We’ve now got a two column tibble containing date and sea ice extent. We can see this by plotting our data. (Something similar can be achieved with base graphics using plot(df)):

ggplot(df, aes(date, extent)) +
    geom_line() +
    labs(title = "N. hemisphere sea ice extent",
         x = "Year",
         y = "Extent (10^6 sq km)",
         caption = ice_cite) +
  theme(text = element_text(size = 15))

What do our data look like when we overlay years? i.e. the problem posed at the beginning of this post.

df %>% 
  mutate(year = year(date),
         date = yday(date)) %>% 
  ggplot(aes(date, extent,
             group = year,
             colour = year)) +
  geom_line() +
  scale_colour_viridis_c() +
  labs(title = "Annual fluctuation in N. hemisphere sea ice extent",
       subtitle = "Day of year on x axis",
       x = "Day of year",
       y = "Extent (10^6 sq km)",
       colour = "Year",
       caption = ice_cite) +
  theme(text = element_text(size = 15))

The above looks fine. Perfect for exploratory data analysis. We can quickly see an annual pattern. However, other viewers may wish or expect to see month labels on the x axis. We can do this by setting up a tibble with values we’d like on the axis. With this in place we can call this as breaks and labels for the axis (no doubt there is a fancy function way of doing this). It’s not perfect, the labels appear at the start of each month and given months have differing lengths it’s not easy to place them in the middle (one option is to use the 15th of each month). It could make sense to have variable grid line spacing, where the lines match the month breaks, but this would be awkward to implement and be unexpected to viewers!

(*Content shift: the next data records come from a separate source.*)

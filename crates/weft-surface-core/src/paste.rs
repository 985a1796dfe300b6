//! Paste reconciliation.
//!
//! Native paste insertion lands some time after the paste event. A paste
//! starts a bounded polling loop that compares the document against the
//! pre-paste snapshot, then repairs a known garbled placeholder that some
//! platforms insert instead of the clipboard HTML.

use web_time::Instant;

use crate::schedule::TimerToken;

/// Placeholder tokens left behind by a broken native paste path.
pub const CORRUPTED_PASTE_MARKERS: [&str; 2] = ["\u{200B}ÿþ&lt;", "ÿþ&lt;<br>"];

/// Clipboard contents captured from a paste event.
#[derive(Debug, Clone, Default, PartialEq)]
pub struct ClipboardPayload {
    pub html: Option<String>,
    pub text: Option<String>,
}

impl ClipboardPayload {
    /// Markup to splice in if the native insertion needs repair.
    ///
    /// HTML wins; plain text has its line breaks turned into `<br />`.
    pub fn to_markup(&self) -> String {
        if let Some(html) = self.html.as_deref().filter(|h| !h.is_empty()) {
            return html.to_string();
        }
        self.text
            .as_deref()
            .map(|text| text.replace("\r\n", "<br />").replace(['\r', '\n'], "<br />"))
            .unwrap_or_default()
    }
}

/// Where the reconciler is in its lifecycle.
#[derive(Debug, Clone, Copy, PartialEq, Eq, Default)]
pub enum PasteState {
    #[default]
    Idle,
    Polling { attempts_remaining: u32 },
    Reconciled,
    Exhausted,
}

impl PasteState {
    pub fn is_terminal(&self) -> bool {
        matches!(self, PasteState::Reconciled | PasteState::Exhausted)
    }
}

#[derive(Debug, Clone)]
struct PendingPaste {
    baseline: String,
    payload: String,
    attempts_remaining: u32,
    generation: u64,
    started: Instant,
}

/// Result of one poll.
#[derive(Debug, Clone, PartialEq)]
pub enum PollOutcome {
    /// Nothing inserted yet; poll again with this token.
    Reschedule(TimerToken),
    /// Polling is over. `repaired` holds replacement content when the
    /// garbled placeholder was found.
    Finished {
        state: PasteState,
        repaired: Option<String>,
    },
}

/// Bounded polling state machine for one paste at a time.
///
/// A new paste replaces any pending one; timers from the older paste no
/// longer match the current generation and are ignored.
#[derive(Debug, Clone, Default)]
pub struct PasteReconciler {
    pending: Option<PendingPaste>,
    state: PasteState,
    generation: u64,
}

impl PasteReconciler {
    pub fn new() -> Self {
        Self::default()
    }

    pub fn state(&self) -> PasteState {
        self.state
    }

    /// Start polling for a paste. Returns the token for the first check.
    pub fn begin(&mut self, baseline: String, payload: String, max_attempts: u32) -> TimerToken {
        self.generation += 1;
        if self.pending.is_some() {
            tracing::debug!(target: "weft::paste", "new paste supersedes pending reconciliation");
        }
        self.pending = Some(PendingPaste {
            baseline,
            payload,
            attempts_remaining: max_attempts,
            generation: self.generation,
            started: Instant::now(),
        });
        self.state = PasteState::Polling {
            attempts_remaining: max_attempts,
        };
        TimerToken::PastePoll {
            generation: self.generation,
        }
    }

    /// Check the current content. `None` when the token is stale.
    pub fn poll(&mut self, token: TimerToken, current: &str) -> Option<PollOutcome> {
        let TimerToken::PastePoll { generation } = token;
        let pending = self.pending.as_mut().filter(|p| p.generation == generation)?;

        let inserted = current != pending.baseline;
        if !inserted && pending.attempts_remaining > 0 {
            pending.attempts_remaining -= 1;
            self.state = PasteState::Polling {
                attempts_remaining: pending.attempts_remaining,
            };
            tracing::trace!(
                target: "weft::paste",
                attempts_remaining = pending.attempts_remaining,
                "paste not inserted yet"
            );
            return Some(PollOutcome::Reschedule(token));
        }

        let pending = self.pending.take()?;
        let state = if inserted {
            PasteState::Reconciled
        } else {
            PasteState::Exhausted
        };
        self.state = state;
        let repaired = repair(current, &pending.baseline, &pending.payload);
        tracing::debug!(
            target: "weft::paste",
            ?state,
            repaired = repaired.is_some(),
            elapsed_ms = pending.started.elapsed().as_millis() as u64,
            "paste reconciliation finished"
        );
        Some(PollOutcome::Finished { state, repaired })
    }
}

/// Replace the garbled placeholder with the captured payload.
///
/// Only markers that are new since `baseline` are touched, and only their
/// first occurrence. Returns `None` when nothing needed repair.
pub fn repair(current: &str, baseline: &str, payload: &str) -> Option<String> {
    let mut repaired = current.to_string();
    let mut changed = false;
    for marker in CORRUPTED_PASTE_MARKERS {
        if repaired.contains(marker) && !baseline.contains(marker) {
            repaired = repaired.replacen(marker, payload, 1);
            changed = true;
        }
    }
    changed.then_some(repaired)
}

#[cfg(test)]
mod tests {
    use super::*;

    #[test]
    fn test_payload_prefers_html() {
        let payload = ClipboardPayload {
            html: Some("<b>x</b>".into()),
            text: Some("x".into()),
        };
        assert_eq!(payload.to_markup(), "<b>x</b>");

        let payload = ClipboardPayload {
            html: Some(String::new()),
            text: Some("a\r\nb\nc\rd".into()),
        };
        assert_eq!(payload.to_markup(), "a<br />b<br />c<br />d");

        assert_eq!(ClipboardPayload::default().to_markup(), "");
    }

    #[test]
    fn test_detects_insertion() {
        let mut paste = PasteReconciler::new();
        let token = paste.begin("<p>a</p>".into(), "b".into(), 10);

        assert_eq!(
            paste.poll(token, "<p>a</p>"),
            Some(PollOutcome::Reschedule(token))
        );
        assert_eq!(paste.state(), PasteState::Polling { attempts_remaining: 9 });

        assert_eq!(
            paste.poll(token, "<p>ab</p>"),
            Some(PollOutcome::Finished {
                state: PasteState::Reconciled,
                repaired: None
            })
        );
        // Finished pastes ignore late timers.
        assert_eq!(paste.poll(token, "<p>ab</p>"), None);
    }

    #[test]
    fn test_polling_terminates_within_budget() {
        for budget in 0..=12 {
            let mut paste = PasteReconciler::new();
            let token = paste.begin("<p>a</p>".into(), "b".into(), budget);
            let mut polls = 0;
            loop {
                polls += 1;
                match paste.poll(token, "<p>a</p>") {
                    Some(PollOutcome::Reschedule(_)) => continue,
                    Some(PollOutcome::Finished { state, .. }) => {
                        assert_eq!(state, PasteState::Exhausted);
                        break;
                    }
                    None => panic!("token went stale mid-paste"),
                }
            }
            assert_eq!(polls, budget + 1);
            assert!(paste.state().is_terminal());
        }
    }

    #[test]
    fn test_new_paste_supersedes_old_timer() {
        let mut paste = PasteReconciler::new();
        let first = paste.begin("<p>a</p>".into(), "x".into(), 10);
        let second = paste.begin("<p>a</p>".into(), "y".into(), 10);
        assert_ne!(first, second);
        assert_eq!(paste.poll(first, "<p>ax</p>"), None);
        assert!(matches!(
            paste.poll(second, "<p>axy</p>"),
            Some(PollOutcome::Finished { .. })
        ));
    }

    #[test]
    fn test_repair_replaces_garbled_marker() {
        let current = "<p>\u{200B}ÿþ&lt;</p>";
        assert_eq!(
            repair(current, "<p>\u{200B}</p>", "<b>x</b>").as_deref(),
            Some("<p><b>x</b></p>")
        );

        let current = "<p>ÿþ&lt;<br></p>";
        assert_eq!(
            repair(current, "<p><br></p>", "<i>y</i>").as_deref(),
            Some("<p><i>y</i></p>")
        );
    }

    #[test]
    fn test_repair_skips_markers_already_in_baseline() {
        let baseline = "<p>\u{200B}ÿþ&lt;</p>";
        assert_eq!(repair(baseline, baseline, "<b>x</b>"), None);
        assert_eq!(repair("<p>plain</p>", "<p></p>", "<b>x</b>"), None);
    }
}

doy = date(c("2016-02-01",
             "2016-04-01",
             "2016-06-01",
             "2016-08-01",
             "2016-10-01"))
  
doy = tibble(mon = month(x, label = T),
               jul = yday(x))

df %>% 
  mutate(year = year(date),
         date = yday(date)) %>% 
  ggplot(aes(date, extent,
             group = year,
             colour = year)) +
  geom_line() +
  scale_x_continuous(breaks = doy$jul, labels = doy$mon) +
  scale_colour_viridis_c() +
  labs(title = "Annual fluctuation in N. hemisphere sea ice extent",
       subtitle = "Month on x axis",
       x = "",
       y = "Extent (10^6 sq km)",
       colour = "Year",
       caption = ice_cite) +
  theme(text = element_text(size = 15))

The above is OK, but as mentioned the label position is problematic. We can solve this by hacking at the ggplot theme. We could also label the beginning of every month with this solution, but I haven’t here.

df %>% 
  mutate(year = year(date),
         date = yday(date)) %>% 
  ggplot(aes(date, extent,
             group = year,
             colour = year)) +
  geom_line() +
  scale_x_continuous(breaks = doy$jul, labels = doy$mon) +
  scale_colour_viridis_c() +
  labs(title = "Annual fluctuation in N. hemisphere sea ice extent",
       subtitle = "Month on x axis",
       x = "",
       y = "Extent (10^6 sq km)",
       colour = "Year",
       caption = ice_cite) +
  theme(text = element_text(size = 15),
        axis.ticks.length.x = unit(0.5, "cm"),
        axis.text.x = element_text(vjust = 5.5,
                                   hjust = -0.2))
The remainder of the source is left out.